Jusqu’au 7 mars, Place de la maison carrée, 0466763588

KW Wyrembelska à St Ravy

                              Bathing beauty             

Le travail de KW, Kate Wyrembelska, nous parle du corps, du mouvement et de l’image. En définitive de l’image du corps en mouvement – si l’on en juge par ses vidéos, projetées sur grand écran, à échelle humaine, d’une nageuse en exhibition, plongée dans un bain de couleur comme nous sommes plongés dans l’espace. Celle-ci s‘adonne à l’une de ces chorégraphies qui ont l’air, à l’écran, si simples et qui supposent des heures de travail préalable. La beauté se mérite. Elle obéit à des codes dans lesquels les marchands d’images ne se privent jamais de puiser. Les images, parlons-en : elles nous habituent aux stéréotypes orientant une conception péremptoire de l’idéal, de la perfection, de la précision absolue dans la planéité – pour ne pas dire la platitude… la réalité nous offrant plutôt le relief, le défaut qui peut aussi bien nous révéler son charme, la temporalité incessante et jamais rassasiée. Les couleurs, dans le fond, sont artificielles voire improbables ; les lumières semblent le fruit de nos technologies avancées. On est dans un autre monde. Les gestes corporels sont très, peut-être trop, précis. Ils se réfèrent aux comédies musicales ou spectacles aquatiques qui ont caractérisé le cinéma hollywoodien des années 40-50, la crème de l’illusion, l’essor d’un mythe, à l’instar d’Esther Williams par ex, alors que c’est la danseuse Mirousha Thomann qui prête ici son corps en tant que modèle (en vidéo et sur toutes les images). KW s’ingénie à perturber cet ordonnancement trop poli pour s’avérer honnête. Le bug guette comme si la technique ne supportait pas la perfection.
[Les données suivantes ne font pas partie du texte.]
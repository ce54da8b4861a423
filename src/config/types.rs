//! Configuration types for the fingerprinting engine.

use schemars::JsonSchema;
use serde::{Deserialize, Serialize};

use crate::hash::HashAlgorithm;

// ============================================================================
// Unified Engine Configuration
// ============================================================================

/// Top-level configuration, loadable from a YAML file.
///
/// Every section defaults independently, so a file only needs the keys it
/// changes.
#[derive(Debug, Clone, Default, PartialEq, Eq, Serialize, Deserialize, JsonSchema)]
#[serde(default)]
pub struct EngineConfig {
    /// Which digests are computed
    pub hashing: HashingConfig,
    /// Per-library enhancement behavior
    pub enhance: EnhanceConfig,
    /// Fix suggestions shown for vulnerable libraries
    pub remediation: RemediationConfig,
}

impl EngineConfig {
    /// Create a new `EngineConfig` with default values.
    #[must_use]
    pub fn new() -> Self {
        Self::default()
    }

    /// Create an `EngineConfig` builder.
    pub fn builder() -> EngineConfigBuilder {
        EngineConfigBuilder::default()
    }
}

// ============================================================================
// Builder for EngineConfig
// ============================================================================

/// Builder for constructing `EngineConfig` with fluent API.
#[derive(Debug, Default)]
#[must_use]
pub struct EngineConfigBuilder {
    config: EngineConfig,
}

impl EngineConfigBuilder {
    /// Set the digest algorithm.
    pub const fn algorithm(mut self, algorithm: HashAlgorithm) -> Self {
        self.config.hashing.algorithm = algorithm;
        self
    }

    /// Enable or disable SuperHash computation for file-system libraries.
    pub const fn super_hash(mut self, enabled: bool) -> Self {
        self.config.hashing.super_hash = enabled;
        self
    }

    /// Enable or disable the other-platform line-ending digest.
    pub const fn other_platform(mut self, enabled: bool) -> Self {
        self.config.hashing.other_platform = enabled;
        self
    }

    /// Compute every applicable identity scheme, not just the ecosystem's own.
    pub const fn all_identity_schemes(mut self, enabled: bool) -> Self {
        self.config.hashing.all_identity_schemes = enabled;
        self
    }

    /// Set the enhancement worker count (0 = available cores).
    pub const fn worker_threads(mut self, threads: usize) -> Self {
        self.config.enhance.worker_threads = threads;
        self
    }

    /// Skip Java libraries whose version is an unresolved placeholder.
    pub const fn skip_unresolved_versions(mut self, skip: bool) -> Self {
        self.config.enhance.skip_unresolved_versions = skip;
        self
    }

    /// Add a remediation entry.
    pub fn remediation(
        mut self,
        group_id: impl Into<String>,
        artifact: impl Into<String>,
        fix: impl Into<String>,
    ) -> Self {
        self.config.remediation.entries.push(RemediationEntry {
            group_id: group_id.into(),
            artifact: artifact.into(),
            fix: fix.into(),
        });
        self
    }

    /// Keep or drop the built-in remediation entries.
    pub const fn include_default_remediation(mut self, include: bool) -> Self {
        self.config.remediation.include_defaults = include;
        self
    }

    /// Build the `EngineConfig`.
    #[must_use]
    pub fn build(self) -> EngineConfig {
        self.config
    }
}

// ============================================================================
// Section configurations
// ============================================================================

/// Digest selection.
#[derive(Debug, Clone, PartialEq, Eq, Serialize, Deserialize, JsonSchema)]
#[serde(default)]
pub struct HashingConfig {
    /// Digest algorithm for every hash (vulnerability tables are keyed by sha1)
    pub algorithm: HashAlgorithm,
    /// Compute the whitespace-tolerant SuperHash for file-system libraries
    pub super_hash: bool,
    /// Compute the digest after a CRLF/LF switch for file-system libraries
    pub other_platform: bool,
    /// Compute all six identity schemes where the metadata allows
    pub all_identity_schemes: bool,
}

impl Default for HashingConfig {
    fn default() -> Self {
        Self {
            algorithm: HashAlgorithm::default(),
            super_hash: true,
            other_platform: true,
            all_identity_schemes: false,
        }
    }
}

/// Enhancement behavior.
#[derive(Debug, Clone, PartialEq, Eq, Serialize, Deserialize, JsonSchema)]
#[serde(default)]
pub struct EnhanceConfig {
    /// Worker threads for per-library hashing (0 = available cores)
    #[schemars(range(max = 512))]
    pub worker_threads: usize,
    /// Skip Java libraries whose version contains `{`, `}`, `(`, `)` or `$`
    pub skip_unresolved_versions: bool,
}

impl Default for EnhanceConfig {
    fn default() -> Self {
        Self {
            worker_threads: 0,
            skip_unresolved_versions: true,
        }
    }
}

/// Remediation suggestions.
#[derive(Debug, Clone, PartialEq, Eq, Serialize, Deserialize, JsonSchema)]
#[serde(default)]
pub struct RemediationConfig {
    /// Start from the built-in log4j upgrade suggestions
    pub include_defaults: bool,
    /// Extra suggestions; these override built-in ones for the same library
    #[serde(skip_serializing_if = "Vec::is_empty")]
    pub entries: Vec<RemediationEntry>,
}

impl Default for RemediationConfig {
    fn default() -> Self {
        Self {
            include_defaults: true,
            entries: Vec::new(),
        }
    }
}

/// One fix suggestion, keyed by group and artifact.
#[derive(Debug, Clone, PartialEq, Eq, Serialize, Deserialize, JsonSchema)]
pub struct RemediationEntry {
    pub group_id: String,
    pub artifact: String,
    /// Text shown to the user, e.g. "Upgrade to version g:a:1.2.3"
    pub fix: String,
}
Dans ses réalisations picturales, l’image se concrétise en matière et s’y dissout. Le mouvement se fige. La forme tend à disparaître dans un bleu matiéré qui s’agite (les trainées rouges c’est tout ce qu’il reste du corps, et le blanc de la lumière). Parfois, elle s’évanouit totalement et laisse place aux remous aquatiques dans un style qui peut rappeler David Hockney. Le remous devient ainsi la métonymie du corps absent. KW va plus loin puisqu’il lui arrive de dissocier le châssis de la toile, de rejeter donc la notion de tableau et de peindre sur de larges et longues bandes de toiles libres, qui occupent l’espace de haut en bas et du mur au sol. Le visiteur est alors comme invité à plonger lui aussi, du corps et de l’esprit, dans l’espace qui lui est offert. Il se retrouve au fond entre deux eaux : face à une image stylisée de l’eau, mise en mouvement par le corps absent mais qui peut tout aussi bien être perçue tel un motif abstrait, souple et répété, dans des tons à dominante bleue. Il ne s’agit plus d’une image corporelle reproduisant, afin l’idéaliser, la réalité référente. Plutôt d’une semi-image ou semi-abstraction comme on le veut. Un trait d’union en tout cas un peu comme l’est la surface (de l’eau par ex). L’espace offert paraît à pénétrer ou à remplir. Du moins le regard se perd-il dans les méandres qui s’animent en surface et invite-t-il l’esprit à lâcher les bouées de l’imaginaire et à s’aventurer, au plus profond. La déferlante c’est un peu du réel qui submerge l’image et les illusions qu’elle fomente.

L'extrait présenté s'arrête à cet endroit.